Publication: Electrical Review
New York, NY, United States
How Absorption of the Baltimore and
Ohio Affects Western Union.
"The telegraph is the best barometer to indicate the commercial condition of the country that can be found," said President Norvin Green, of the Western Union Telegraph Company. "It varies directly in volume of business as trade varies, except in time of panic, when the telegraph business increases, though only to fall afterward. The charge that this company has increased its rates since the absorption of the Baltimore and Ohio line is not true. The rates to Chicago and St. Louis, which were 50 cents, are now 40 cents. To St. Paul, Minneapolis, Omaha, and that range, the rate, which was 60, is now 50. There is scarcely a Western Union rate any where that has been increased, except the ten-cent and fifteen-cent rates. These the other companies were handling at a loss. The Postal and United Lines have come up to our increase and are going to stand by it. I demonstrated, in fact, in my last annual report, that the average cost to us of handling a message was a little over 23 cents. On city business, for instance, from one station to another, we make nothing at all, as each message has to be relayed and requires four operators, and if sent uptown, 5 cents additional for delivery.

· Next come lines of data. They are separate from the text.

// 远程目录镜像上传
use crate::ssh::transport::RemoteFs;
use crate::utils::error::{FleetError, Result};
use crate::utils::file::{base_name, relative_remote, remote_join};
use std::fs;
use std::path::{Path, PathBuf};
use tracing::{debug, info, warn, Span};

/// Recursive file and directory transfer over a session's file-transfer channel.
pub struct RemoteFileMirror<'a> {
    fs: &'a dyn RemoteFs,
    chunk_size: usize,
    span: Span,
}

impl<'a> RemoteFileMirror<'a> {
    pub fn new(fs: &'a dyn RemoteFs, chunk_size: usize, span: Span) -> Self {
        Self { fs, chunk_size, span }
    }

    /// 任何 IO 错误都按“不是目录”处理
    pub fn is_directory(&self, path: &str) -> bool {
        self.fs.is_dir(path).unwrap_or(false)
    }

    /// Removes `path` and everything below it. A path that is not a
    /// directory is left alone.
    pub fn remove_recursive(&self, path: &str) -> Result<()> {
        let _guard = self.span.enter();
        if !self.is_directory(path) {
            warn!("\"{}\" is not a directory on SFTP server", path);
            return Ok(());
        }
        self.remove_tree(path)
    }

    fn remove_tree(&self, path: &str) -> Result<()> {
        let entries = self
            .fs
            .list_dir(path)
            .map_err(|e| FleetError::remote_fs("list", path, e))?;

        for name in entries {
            let entry = remote_join(path, &name);
            if self.is_directory(&entry) {
                self.remove_tree(&entry)?;
            } else {
                self.fs
                    .remove_file(&entry)
                    .map_err(|e| FleetError::remote_fs("remove", &entry, e))?;
            }
        }

        self.fs
            .remove_dir(path)
            .map_err(|e| FleetError::remote_fs("rmdir", path, e))?;
        debug!(path, "Removed remote directory");
        Ok(())
    }

    /// Copies one file. When `dest_is_dir` is set the remote name is the
    /// local file's base name inside `remote_dest`.
    pub fn upload_file(&self, local_file: &Path, remote_dest: &str, dest_is_dir: bool) -> Result<String> {
        let target = if dest_is_dir {
            remote_join(remote_dest, &base_name(local_file)?)
        } else {
            remote_dest.to_string()
        };
        let bytes = self
            .fs
            .put(local_file, &target, self.chunk_size)
            .map_err(|e| FleetError::remote_fs("put", &target, e))?;
        let _guard = self.span.enter();
        debug!(local = %local_file.display(), remote = %target, bytes, "Uploaded file");
        Ok(target)
    }

    /// Mirrors a local directory to `remote_dir`.
    ///
    /// The destination root, and every destination subdirectory, is wiped
    /// and recreated before files are copied into it, so nothing from an
    /// earlier upload of the same tree survives. With `include_root` the
    /// destination root is `remote_dir/<local dir name>`.
    pub fn upload_tree(&self, local_dir: &Path, remote_dir: &str, include_root: bool) -> Result<String> {
        if !local_dir.is_dir() {
            return Err(FleetError::NotADirectory {
                path: local_dir.display().to_string(),
            });
        }

        let root = if include_root {
            remote_join(remote_dir, &base_name(local_dir)?)
        } else {
            remote_dir.to_string()
        };

        {
            let _guard = self.span.enter();
            info!("Mirroring {} -> {}", local_dir.display(), root);
        }

        self.recreate_dir(&root)?;
        let mut files = 0usize;
        let mut pending: Vec<PathBuf> = vec![local_dir.to_path_buf()];

        // 先序遍历：父目录总在子目录之前重建
        while let Some(dir) = pending.pop() {
            let dest = match relative_remote(local_dir, &dir) {
                Some(rel) if rel.is_empty() => root.clone(),
                Some(rel) => {
                    let dest = remote_join(&root, &rel);
                    self.recreate_dir(&dest)?;
                    dest
                }
                None => continue,
            };

            let mut subdirs = Vec::new();
            let mut entries: Vec<_> = fs::read_dir(&dir)?.collect::<std::io::Result<Vec<_>>>()?;
            entries.sort_by_key(|e| e.file_name());
            for entry in entries {
                let path = entry.path();
                // file_type 不跟随符号链接
                let file_type = entry.file_type()?;
                if file_type.is_dir() {
                    subdirs.push(path);
                } else if file_type.is_file() {
                    self.upload_file(&path, &dest, true)?;
                    files += 1;
                } else {
                    let _guard = self.span.enter();
                    warn!("Skipping {} (not a regular file or directory)", path.display());
                }
            }
            // 逆序入栈，保持按名称顺序处理
            pending.extend(subdirs.into_iter().rev());
        }

        let _guard = self.span.enter();
        info!(files, "Mirror upload to {} finished", root);
        Ok(root)
    }

    fn recreate_dir(&self, path: &str) -> Result<()> {
        if self.is_directory(path) {
            self.remove_tree(path)?;
        }
        self.fs
            .mkdir(path)
            .map_err(|e| FleetError::remote_fs("mkdir", path, e))
    }
}
// 进度显示：按主机统计完成情况
use indicatif::{ProgressBar, ProgressStyle};
use std::sync::atomic::{AtomicU64, Ordering};
use std::sync::Arc;
use std::time::Instant;

#[derive(Clone)]
pub struct ProgressTracker {
    progress_bar: ProgressBar,
    failed_hosts: Arc<AtomicU64>,
    start_time: Arc<Instant>,
}

impl ProgressTracker {
    pub fn new(total_hosts: u64, description: &str) -> Self {
        Self::with_bar(ProgressBar::new(total_hosts), description)
    }

    /// 进度条不输出到终端，用于库调用和测试
    pub fn hidden() -> Self {
        Self::with_bar(ProgressBar::hidden(), "")
    }

    fn with_bar(progress_bar: ProgressBar, description: &str) -> Self {
        let style = ProgressStyle::default_bar()
            .template("{spinner:.green} [{elapsed_precise}] [{bar:40.cyan/blue}] {pos}/{len} hosts {msg}")
            .unwrap_or_else(|_| ProgressStyle::default_bar())
            .progress_chars("#>-");
        progress_bar.set_style(style);
        progress_bar.set_message(description.to_string());

        Self {
            progress_bar,
            failed_hosts: Arc::new(AtomicU64::new(0)),
            start_time: Arc::new(Instant::now()),
        }
    }

    pub fn set_total(&self, total_hosts: u64) {
        self.progress_bar.set_length(total_hosts);
    }

    pub fn host_done(&self, host: &str, success: bool) {
        if !success {
            let failed = self.failed_hosts.fetch_add(1, Ordering::Relaxed) + 1;
            self.progress_bar.set_message(format!("{} failed (last: {})", failed, host));
        }
        self.progress_bar.inc(1);
    }

    pub fn failed(&self) -> u64 {
        self.failed_hosts.load(Ordering::Relaxed)
    }

    pub fn finish(&self) {
        let elapsed = self.start_time.elapsed();
        let failed = self.failed();
        let message = if failed == 0 {
            format!("All hosts succeeded in {:.1}s", elapsed.as_secs_f64())
        } else {
            format!("{} host(s) failed, finished in {:.1}s", failed, elapsed.as_secs_f64())
        };
        self.progress_bar.finish_with_message(message);
    }
}
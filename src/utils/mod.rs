pub mod error;
pub mod file;
pub mod probe;
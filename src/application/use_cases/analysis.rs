// ============================================================
// DATASET ANALYSIS
// ============================================================
// Read-side summary statistics for the loaded dataset

use crate::domain::dataset::{ColumnType, Dataset};
use serde::{Deserialize, Serialize};
use std::collections::HashMap;

/// How many top values to report per text column.
const TOP_VALUE_LIMIT: usize = 5;

/// Descriptive statistics for one numeric column.
#[derive(Debug, Clone, Serialize, Deserialize)]
pub struct NumericColumnStats {
    pub name: String,
    pub mean: f64,
    pub median: f64,
    pub min: f64,
    pub max: f64,
    /// Number of parseable, non-empty values the stats are computed over.
    pub count: usize,
}

/// One value/frequency pair in a categorical breakdown.
#[derive(Debug, Clone, Serialize, Deserialize)]
pub struct ValueCount {
    pub value: String,
    pub count: usize,
}

/// Distinct-value statistics for one text column.
#[derive(Debug, Clone, Serialize, Deserialize)]
pub struct CategoricalColumnStats {
    pub name: String,
    pub distinct_values: usize,
    pub top_values: Vec<ValueCount>,
}

/// Aggregate report over the whole dataset.
#[derive(Debug, Clone, Serialize, Deserialize)]
pub struct DatasetReport {
    pub total_rows: usize,
    pub total_columns: usize,
    pub selected_columns: usize,
    pub total_nulls: usize,
    /// Non-null cells as a percentage of all cells.
    pub completeness_pct: f64,
    pub numeric: Vec<NumericColumnStats>,
    pub categorical: Vec<CategoricalColumnStats>,
}

/// Compute the dataset report. Pure read-side computation; an empty
/// dataset yields an all-zero report.
pub fn summarize(dataset: &Dataset) -> DatasetReport {
    let total_rows = dataset.row_count();
    let total_columns = dataset.column_count();
    let total_nulls = dataset.total_nulls();
    let total_cells = total_rows * total_columns;

    let completeness_pct = if total_cells > 0 {
        (total_cells - total_nulls) as f64 / total_cells as f64 * 100.0
    } else {
        0.0
    };

    let mut numeric = Vec::new();
    let mut categorical = Vec::new();

    for (idx, column) in dataset.columns.iter().enumerate() {
        match column.column_type {
            ColumnType::Numeric => {
                if let Some(stats) = numeric_stats(dataset, idx, &column.name) {
                    numeric.push(stats);
                }
            }
            ColumnType::Text => categorical.push(categorical_stats(dataset, idx, &column.name)),
            ColumnType::Unknown => {}
        }
    }

    DatasetReport {
        total_rows,
        total_columns,
        selected_columns: dataset.selected_columns().len(),
        total_nulls,
        completeness_pct,
        numeric,
        categorical,
    }
}

fn numeric_stats(dataset: &Dataset, column: usize, name: &str) -> Option<NumericColumnStats> {
    let mut values: Vec<f64> = dataset
        .rows
        .iter()
        .filter_map(|row| row.cell(column).as_number())
        .collect();

    if values.is_empty() {
        return None;
    }

    values.sort_by(|a, b| a.partial_cmp(b).unwrap_or(std::cmp::Ordering::Equal));
    let count = values.len();
    let mean = values.iter().sum::<f64>() / count as f64;
    // Lower-middle element, matching the source's index-based median.
    let median = values[count / 2];

    Some(NumericColumnStats {
        name: name.to_string(),
        mean,
        median,
        min: values[0],
        max: values[count - 1],
        count,
    })
}

fn categorical_stats(dataset: &Dataset, column: usize, name: &str) -> CategoricalColumnStats {
    let mut counts: HashMap<String, usize> = HashMap::new();
    for row in &dataset.rows {
        let cell = row.cell(column);
        if cell.is_empty() {
            continue;
        }
        *counts.entry(cell.render()).or_insert(0) += 1;
    }

    let distinct_values = counts.len();
    let mut top_values: Vec<ValueCount> = counts
        .into_iter()
        .map(|(value, count)| ValueCount { value, count })
        .collect();
    // Count descending, then value ascending for a stable report.
    top_values.sort_by(|a, b| b.count.cmp(&a.count).then(a.value.cmp(&b.value)));
    top_values.truncate(TOP_VALUE_LIMIT);

    CategoricalColumnStats {
        name: name.to_string(),
        distinct_values,
        top_values,
    }
}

"The sequel of the deal shows that we have taken all the Baltimore and Ohio business, and at better rates. The Baltimore and Ohio business last year averaged $36,000 per week. Of this about three-fifths, or $21,000 or $22,000, came from the larger or test offices, which report weekly. A comparison of our revenues from the test offices for the past three weeks in this mouth shows $218,464, against $173,590 for the first week in November of last year; $219,300, against $169,000 for the second week, and $225,467, against $170,856 for the third week. We had an increase for the weeks just before, varying from $12,000 to $17,000. Add to the $21,000 of the Baltimore and Ohio receipts our own average increase of $16,000, and you get $37,000. This leaves about $15,000 per week as the result of advancing the non-paying rates of the Baltimore and Ohio. The estimated general increase in our business is about $75,000 per week over last year."
Dr. Green further gave the figures from the leading offices of the country, first for the first three weeks of November, 1887, and secondly for the same weeks in November, 1883. They were as follows: New York, 1887. $32,600, $30,600, and $33,700; 1886, $24,100, $25,500, $25,400. Chicago, 1887. $18,700, $17,900, $20,900; 1886. $14,700, $14,600, $14,500. Baltimore, 1887. $3,700, $4,000, $4,300; 1886, $2,400, $2,600, $2,700. Boston, 1887 $8,900, $9,600, $9,700; 1886, $6,500, $6,700, $6,800. Cincinnati, 1887. $4,700, $5,100, $5,100; 1886, $3,400, $3,400, $3,800. St. Louis, 1887. $8,600, $8,900, $9,000; 1886, $6,000, $6,000, $6,400. Kansas City; 1887. $4,500, $4,700, $4,900; 1886. $2,800, $3,000, $3,100. Louisville, 1887. $2,900, $3,000, $3,000; 1886, $1,800, $1,800, $1,900. New Orleans, 1887. $5,800, $6,300, $5,800; 1886, $3.500, $3,600, $3,900.
"We shall be able to handle the Baltimore and Ohio business, "he continued, "at a cost of 40 per cent. of its receipts, as soon as we get rid of their rentals. We have got off some and shall get rid of more on the 1st of May. We shall put in effect on Dec. 1, an extensive scale of changes to equalize rates and make them consistent with each other in different parts of the country. This we could not do during a competing fight. We shall level all those downward, however, and are leveling none upward except the ten-cent and fifteen-cent rates, which could not be maintained at those figures except at a loss. Our average rate per message was reduced last year from 31 1/4 cents to 30 1/4. This year it will be reduced below 30 cents, the reduction being made in the long rates."